I actually had much less freedom in the local authority. There is a much stricter hierarchy in government and also you’re answerable to the agenda of the elected politicians, right? Whatever we did had to fit in with national policy too.
Family Time is so different. I wasn’t around at the beginning but I respected the work they did a lot. It was started about a decade ago by this group of local churches and managed by this sort of informal committee of church representatives. They were good and the organisation made an impact, it grew lots of good will and support locally. It was about four years ago that Family Time became a registered charity. They recruited a part-time manager, who was a member of the previous committee, and there were these four volunteer trustees who chipped in with the management too.
Like a lot of these great charities that start small, it was this thing where suddenly, you know, demand started to overtake what the organisation could actually deliver. They needed to find proper independent funding. They actually succeeded in getting a Lottery bid to allow them to appoint a chief executive and a part-time admin person. So that was me – the new chief executive!
But we had to get really serious at this point because for starters the Lottery bid committed us to doubling the number of volunteers we had over three years and increasing our services to 30 families. So it was an exciting time, leading growth. I did feel really welcomed – by the staff, the volunteers, the trustees – all of them were really excited actually.
But there were challenges though, right? I mean, obviously there were. I felt that all of these people I just mentioned – the staff, our trustees and our volunteers, they all had different expectations for this next phase of the organisation. I also got the feeling that in subtle but quite important ways too they saw the purpose of Family Time quite differently.

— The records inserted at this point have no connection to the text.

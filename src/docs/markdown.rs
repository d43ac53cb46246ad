use crate::docs::bpml::{Activity, Assign, BpmlProcess, MessageBlock};

/// Pipes would end the table cell.
fn cell(text: &str) -> String {
    text.replace('|', "\\|").replace('\n', " ")
}

fn describe_assign(assign: &Assign) -> String {
    let source = match (&assign.from, &assign.value) {
        (Some(from), _) => format!("from `{}`", from),
        (None, Some(value)) => format!("= `{}`", value),
        (None, None) => "(empty)".to_string(),
    };
    let append = if assign.append { " (append)" } else { "" };
    format!("`{}` {}{}", assign.to, source, append)
}

fn message_lines(direction: &str, block: &MessageBlock, indent: &str, out: &mut String) {
    let message = block.message.as_deref().unwrap_or("-");
    out.push_str(&format!("{}- {} `{}`\n", indent, direction, message));
    for assign in &block.assigns {
        out.push_str(&format!("{}  - {}\n", indent, describe_assign(assign)));
    }
}

fn outline(activities: &[Activity], depth: usize, out: &mut String) {
    let indent = "   ".repeat(depth);
    for (index, activity) in activities.iter().enumerate() {
        let label = match activity {
            Activity::Assign(assign) => format!("**Assign** {}", describe_assign(assign)),
            Activity::Repeat { name, reference } => format!(
                "**Repeat** `{}` → `{}`",
                name.as_deref().unwrap_or("-"),
                reference.as_deref().unwrap_or("-")
            ),
            Activity::Other { element, name } => match name {
                Some(name) => format!("`<{}>` `{}`", element, name),
                None => format!("`<{}>`", element),
            },
            other => match other.name() {
                Some(name) => format!("**{}** `{}`", other.kind_label(), name),
                None => format!("**{}**", other.kind_label()),
            },
        };
        out.push_str(&format!("{}{}. {}\n", indent, index + 1, label));

        let detail_indent = "   ".repeat(depth + 1);
        match activity {
            Activity::Operation { participant, output, input, .. } => {
                if let Some(participant) = participant {
                    out.push_str(&format!("{}- participant `{}`\n", detail_indent, participant));
                }
                if let Some(output) = output {
                    message_lines("output", output, &detail_indent, out);
                }
                if let Some(input) = input {
                    message_lines("input", input, &detail_indent, out);
                }
            }
            Activity::Choice { cases, .. } => {
                for case in cases {
                    let negation = if case.negative { "not " } else { "" };
                    out.push_str(&format!(
                        "{}- if {}`{}` then `{}`\n",
                        detail_indent, negation, case.rule, case.activity
                    ));
                }
            }
            _ => {}
        }

        outline(activity.children(), depth + 1, out);
    }
}

impl BpmlProcess {
    /// Human readable documentation: overview, participants, activity
    /// outline and rules.
    pub fn to_markdown(&self) -> String {
        let summary = self.summary();
        let mut out = format!("# Business Process `{}`\n\n", self.name);

        out.push_str("## Overview\n\n| Item | Count |\n| --- | --- |\n");
        for (item, count) in [
            ("Activities", summary.activities),
            ("Operations", summary.operations),
            ("Assignments", summary.assigns),
            ("Rules", summary.rules),
            ("Participants", summary.participants.len()),
        ] {
            out.push_str(&format!("| {} | {} |\n", item, count));
        }

        out.push_str("\n## Participants\n\n");
        let participants = self.participants();
        if participants.is_empty() {
            out.push_str("_None._\n");
        }
        for (participant, operations) in &participants {
            if operations.is_empty() {
                out.push_str(&format!("- `{}`\n", participant));
            } else {
                let used_by: Vec<String> = operations.iter().map(|o| format!("`{}`", o)).collect();
                out.push_str(&format!("- `{}`: used by {}\n", participant, used_by.join(", ")));
            }
        }

        out.push_str("\n## Activity Outline\n\n");
        if self.activities.is_empty() {
            out.push_str("_No activities._\n");
        }
        outline(&self.activities, 0, &mut out);

        out.push_str("\n## Rules\n\n");
        if self.rules.is_empty() {
            out.push_str("_None._\n");
        } else {
            out.push_str("| Rule | Condition |\n| --- | --- |\n");
            for rule in &self.rules {
                out.push_str(&format!("| {} | `{}` |\n", cell(&rule.name), cell(&rule.condition)));
            }
        }

        out
    }
}
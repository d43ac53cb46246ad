use std::collections::{BTreeMap, BTreeSet};

use lazy_static::lazy_static;
use regex::Regex;

lazy_static! {
    static ref PARAMETER_PATTERN: Regex =
        Regex::new(r"\{\{([A-Za-z_][A-Za-z0-9_.\-]*)\}\}").expect("parameter pattern is valid");
}

/// An externalized value, written to `parameters.prop` and `parameters.propdef`.
#[derive(Debug, Clone, PartialEq, Eq)]
pub struct Parameter {
    pub name: String,
    pub value: String,
    /// Element ids whose properties reference the parameter.
    pub referenced_by: BTreeSet<String>,
}

/// Every `{{Name}}` token in `text`, in order of appearance. Padded tokens
/// such as `{{ Port }}` are not parameters.
pub fn extract_parameter_names(text: &str) -> Vec<String> {
    PARAMETER_PATTERN
        .captures_iter(text)
        .filter_map(|c| c.get(1).map(|m| m.as_str().to_string()))
        .collect()
}

/// Collects parameters referenced by `(element_id, property value)` pairs.
///
/// Values come from `defaults`; a referenced name without default gets an
/// empty value and a warning. Defaults nobody references are dropped.
pub fn collect_parameters<'a>(
    references: impl IntoIterator<Item = (&'a str, &'a str)>,
    defaults: &BTreeMap<String, String>,
) -> Vec<Parameter> {
    let mut found: BTreeMap<String, BTreeSet<String>> = BTreeMap::new();

    for (element_id, value) in references {
        for name in extract_parameter_names(value) {
            found.entry(name).or_default().insert(element_id.to_string());
        }
    }

    for name in defaults.keys() {
        if !found.contains_key(name) {
            log::warn!("Parameter '{}' has a default value but is never referenced.", name);
        }
    }

    found
        .into_iter()
        .map(|(name, referenced_by)| {
            let value = match defaults.get(&name) {
                Some(value) => value.clone(),
                None => {
                    log::warn!("Parameter '{}' has no default value.", name);
                    String::new()
                }
            };
            Parameter { name, value, referenced_by }
        })
        .collect()
}

#[cfg(test)]
mod tests {
    use super::*;

    #[test]
    fn test_extract_parameter_names() {
        assert_eq!(
            extract_parameter_names("{{Host}}:{{ Port }}/{{bad name}}/{{api.path}}"),
            vec!["Host".to_string(), "api.path".to_string()]
        );
        assert!(extract_parameter_names("${header.x}").is_empty());
    }

    #[test]
    fn test_collect_parameters_merges_references_and_defaults() {
        let mut defaults = BTreeMap::new();
        defaults.insert("Url".to_string(), "https://example.com".to_string());
        defaults.insert("Unused".to_string(), "x".to_string());

        let refs = vec![
            ("MessageFlow_1", "{{Url}}"),
            ("MessageFlow_2", "{{Url}}/{{Credential}}"),
        ];
        let params = collect_parameters(refs, &defaults);

        assert_eq!(params.len(), 2);
        assert_eq!(params[0].name, "Credential");
        assert_eq!(params[0].value, "");
        assert_eq!(params[1].name, "Url");
        assert_eq!(params[1].value, "https://example.com");
        assert_eq!(params[1].referenced_by.len(), 2);
    }
}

I knew right from the start that I had to work collaboratively. I am good with this – it’s my natural preference anyway. I hate the authoritarian stuff. I knew though that this would not just be a case of getting people inside the organisation working better together. If we were going to grow properly we would need close relationships and new partnerships outside as well – like with my old colleagues at the council and other organisations.
But where to begin?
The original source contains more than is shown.